You can read Holder’s entire letter here. But basically, Holder is arguing that the House Oversight Committee can’t have oversight over how the Executive branch responds to an investigation. 

Here’s the key excerpt: 

“Congressional oversight of the process by which the Executive Branch responds to congressional oversight inquiries would create a detrimental dynamic that is quite similar to what would occur in litigation if lawyers had to disclose to adversaries their deliberations about the case, and specifically about how to respond to their adversaries’ discovery requests….

A congressional power to request information from the Executive Branch and then review the ensuing Executive Branch discussions regarding how to respond to that request would chill the candor of those Executive Branch discussions and introduce significantly unfair imbalance to the oversight process.” 

Can Congress Overturn Obama’s Executive Privilege? 

Technically, Congress can overturn executive privilege, if it can prove that the documents are “demonstrably critical” to its investigation. But as Holder points out, the documents Issa wants relate to the DOJ’s response to the investigation — not to the investigation itself.

Who Is Right? 

Actually, both sides have a pretty strong argument. 

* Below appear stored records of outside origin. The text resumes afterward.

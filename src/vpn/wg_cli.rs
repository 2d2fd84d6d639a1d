//! Production tunnel device backend driving `wg(8)`.
//!
//! Commands are executed directly (no shell interpretation) with a
//! timeout and captured stderr. Each configuration delta is submitted as
//! a single `wg set` invocation so the kernel applies it in one step.

use std::io::Write;
use std::process::{Command, Stdio};
use std::time::{Duration, Instant};

use tracing::{debug, warn};

use super::device::{DeviceConfig, DeviceError, DeviceState, PeerState, TunnelDevice};
use super::key::PublicKey;

/// Tunnel device backend that shells out to the `wg` utility.
pub struct WgCliDevice {
    wg_path: String,
    timeout: Duration,
}

impl WgCliDevice {
    /// Create a backend using `wg` from `PATH` with a 10 second timeout.
    pub fn new() -> Self {
        Self {
            wg_path: "wg".to_string(),
            timeout: Duration::from_secs(10),
        }
    }

    /// Override the path to the `wg` binary.
    pub fn with_wg_path(mut self, path: impl Into<String>) -> Self {
        self.wg_path = path.into();
        self
    }

    /// Run `wg` with the given arguments, enforcing the timeout.
    fn run(&self, args: &[String], sensitive: bool) -> Result<String, DeviceError> {
        if sensitive {
            debug!(program = %self.wg_path, "Executing wg (arguments withheld)");
        } else {
            debug!(program = %self.wg_path, args = ?args, "Executing wg");
        }

        let mut child = Command::new(&self.wg_path)
            .args(args)
            .stdin(Stdio::null())
            .stdout(Stdio::piped())
            .stderr(Stdio::piped())
            .spawn()
            .map_err(|e| DeviceError::new(format!("Failed to spawn {}: {}", self.wg_path, e)))?;

        let deadline = Instant::now() + self.timeout;
        loop {
            match child.try_wait() {
                Ok(Some(_)) => break,
                Ok(None) => {
                    if Instant::now() >= deadline {
                        let _ = child.kill();
                        let _ = child.wait();
                        warn!(timeout_secs = self.timeout.as_secs(), "wg command timed out");
                        return Err(DeviceError::new(format!(
                            "wg command timed out after {} seconds",
                            self.timeout.as_secs()
                        )));
                    }
                    std::thread::sleep(Duration::from_millis(10));
                }
                Err(e) => {
                    return Err(DeviceError::new(format!("Failed to wait for wg: {}", e)));
                }
            }
        }

        let output = child
            .wait_with_output()
            .map_err(|e| DeviceError::new(format!("Failed to collect wg output: {}", e)))?;

        if !output.status.success() {
            let stderr = String::from_utf8_lossy(&output.stderr);
            return Err(DeviceError::new(format!(
                "wg exited with {}: {}",
                output.status,
                stderr.trim()
            )));
        }

        Ok(String::from_utf8_lossy(&output.stdout).to_string())
    }
}

impl Default for WgCliDevice {
    fn default() -> Self {
        Self::new()
    }
}

impl TunnelDevice for WgCliDevice {
    fn configure(&self, name: &str, config: DeviceConfig) -> Result<(), DeviceError> {
        let mut args = vec!["set".to_string(), name.to_string()];
        let mut sensitive = false;

        if let Some(port) = config.listen_port {
            args.push("listen-port".to_string());
            args.push(port.to_string());
        }

        // wg(8) reads private keys from a file, never from argv
        let key_file = match &config.private_key {
            Some(private_key) => {
                sensitive = true;
                let mut file = tempfile::NamedTempFile::new()
                    .map_err(|e| DeviceError::new(format!("Failed to create key file: {}", e)))?;

                #[cfg(unix)]
                {
                    use std::os::unix::fs::PermissionsExt;
                    std::fs::set_permissions(file.path(), std::fs::Permissions::from_mode(0o600))
                        .map_err(|e| {
                            DeviceError::new(format!("Failed to set key file permissions: {}", e))
                        })?;
                }

                file.write_all(private_key.to_base64().as_bytes())
                    .map_err(|e| DeviceError::new(format!("Failed to write key file: {}", e)))?;
                file.flush()
                    .map_err(|e| DeviceError::new(format!("Failed to flush key file: {}", e)))?;

                args.push("private-key".to_string());
                args.push(file.path().to_string_lossy().to_string());
                Some(file)
            }
            None => None,
        };

        for peer in &config.peers {
            args.push("peer".to_string());
            args.push(peer.public_key.to_base64());
            if peer.remove {
                args.push("remove".to_string());
            } else if !peer.allowed_ips.is_empty() {
                args.push("allowed-ips".to_string());
                args.push(
                    peer.allowed_ips
                        .iter()
                        .map(|net| net.to_string())
                        .collect::<Vec<_>>()
                        .join(","),
                );
            }
        }

        let result = self.run(&args, sensitive).map(|_| ());
        // Key file is deleted when the handle drops
        drop(key_file);
        result
    }

    fn device(&self, name: &str) -> Result<DeviceState, DeviceError> {
        let output = self.run(&["show".to_string(), name.to_string(), "dump".to_string()], false)?;
        parse_dump(&output)
    }

    fn close(&self) -> Result<(), DeviceError> {
        // Nothing held open between invocations
        Ok(())
    }
}

/// Parse `wg show <iface> dump` output.
///
/// The first line describes the device, each following line a peer:
/// `pubkey psk endpoint allowed-ips latest-handshake rx tx keepalive`.
fn parse_dump(output: &str) -> Result<DeviceState, DeviceError> {
    let mut lines = output.lines();

    let listen_port = match lines.next() {
        Some(header) => header
            .split('\t')
            .nth(2)
            .and_then(|port| port.parse::<u16>().ok()),
        None => None,
    };

    let mut peers = Vec::new();
    for line in lines {
        let fields: Vec<&str> = line.split('\t').collect();
        if fields.len() < 5 {
            return Err(DeviceError::new(format!(
                "Unexpected wg dump line: {:?}",
                line
            )));
        }

        let public_key = PublicKey::from_base64(fields[0])
            .map_err(|e| DeviceError::new(format!("Bad key in wg dump: {}", e)))?;

        let endpoint = fields[2].rsplit_once(':').and_then(|(host, port)| {
            Some((host.parse().ok()?, port.parse().ok()?))
        });

        let allowed_ips = fields[3]
            .split(',')
            .filter_map(|net| net.trim().parse().ok())
            .collect();

        let last_handshake = match fields[4].parse::<u64>() {
            Ok(0) => None,
            Ok(ts) => Some(ts),
            Err(_) => None,
        };

        peers.push(PeerState {
            public_key,
            allowed_ips,
            last_handshake,
            endpoint,
        });
    }

    Ok(DeviceState { listen_port, peers })
}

As far as we can tell, the legal premise of Holder’s argument is sound — allowing the House to control how the executive branch responds to investigations would be a violation of the balance of powers. Plus, there’s precedent — previous presidents, including George W. Bush and Bill Clinton, used executive privilege for the same reasons that Holder lays out. 

On the GOP side, Obama’s decision to further enshroud the Fast and Furious scandal in secrecy confirms Republican suspicions that the administration is hiding something, and is possibly trying to cover up who knew what about the botched gun-walking program. 

In the end, however, the entire debacle will probably be a wash, at least as far as election-year politics are concerned. People who hate Obama already will hate him even more after today, but everybody else will likely dismiss the news as more theatrics from a Congress that doesn’t do much except yell at people.